Scanning electron micrograph of trabecular meshwork (TM) and Schlemm's canal (SC) from a human eye. Both regions are more expanded than they would be under physiological conditions. Asterisks shows a collecting channel (Freddo, 1993 (and revised 1999)). © 1993, Appleton and Lange.

Fig. 2

Transmission electron micrograph of the inner wall of Schlemm's canal (SC) of a human eye, showing the endothelium (arrows) and giant vacuoles within this endothelial layer (GV). The region immediately below the inner wall and basement membrane is the juxtacanalicular connective tissue (JCT) and has many large, apparently empty spaces (ES). Collagen (C) and elastin (E) are apparent in the JCT along with fibroblastic-like cells. Magnification in source article ×89,100 (Gong et al., 1996). © 1996, Wiley–Liss, Inc.

Fig. 3

Scanning electron micrograph of the inner wall of Schlemm's canal as viewed from within the canal. The bulging structures are giant vacuoles (and some nuclei). The insert shows an arrowhead pointing at a pore passing through one of the giant vacuoles (modified from (Allingham et al., 1992)). © 1992, Association for Research in Vision and Ophthalmology.

Fig. 4

Schematic diagram showing change in configuration of cell (EC) of endothelial lining of Schlemm's canal going from low IOP (B) to high IOP (A).
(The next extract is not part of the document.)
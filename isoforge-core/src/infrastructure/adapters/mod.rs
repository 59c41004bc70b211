// isoforge-core/src/infrastructure/adapters/mod.rs

pub mod snapshot;

pub use snapshot::SnapshotSource;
These cells attach to a second layer of cells (SEC) that in turn attach to the trabecular lamella (tl). (Johnstone, 1979). © 1979, Association for Research in Vision and Ophthalmology.

Fig. 5

Enucleated human eye fixed by perfusion at 15 mmHg: (A) vacuoles (V) in the inner wall of Schlemm's canal (SC) in tissue prepared for TEM using conventional methods; notice the large open space in the region of the JCT immediately under these vacuoles; (B) the same region as seen in tissue prepared using QFDE; notice that while open spaces still exist under the vacuoles, a more complex and extensive extracellular matrix is seen (×4860) (Gong et al., 2002). © 2002, Elsevier.

Fig. 6

(A) Schematic of use of micropipette to measure pressure in JCT as described by Maepea and Bill; (B) corrected schematic showing realistic size of micropipette in the JCT. Revised from (Maepea and Bill, 1992). © 1992, Elsevier.

Fig. 7

Schematic of the ‘funnelling’ of aqueous humour through the JCT, toward a vacuole and pore that allows this fluid to pass through the inner wall endothelium (Overby et al., 2002). © 2002, Association for Research in Vision and Ophthalmology.

Fig. 8

Pore density as a function of volume of fixative perfused through the outflow pathway of normal eyes (filled symbols) and eyes with POAG (open). Lines are best fit with outliers excluded. Details in Johnson et al. (2002). © 2002, Association for Research in Vision and Ophthalmology.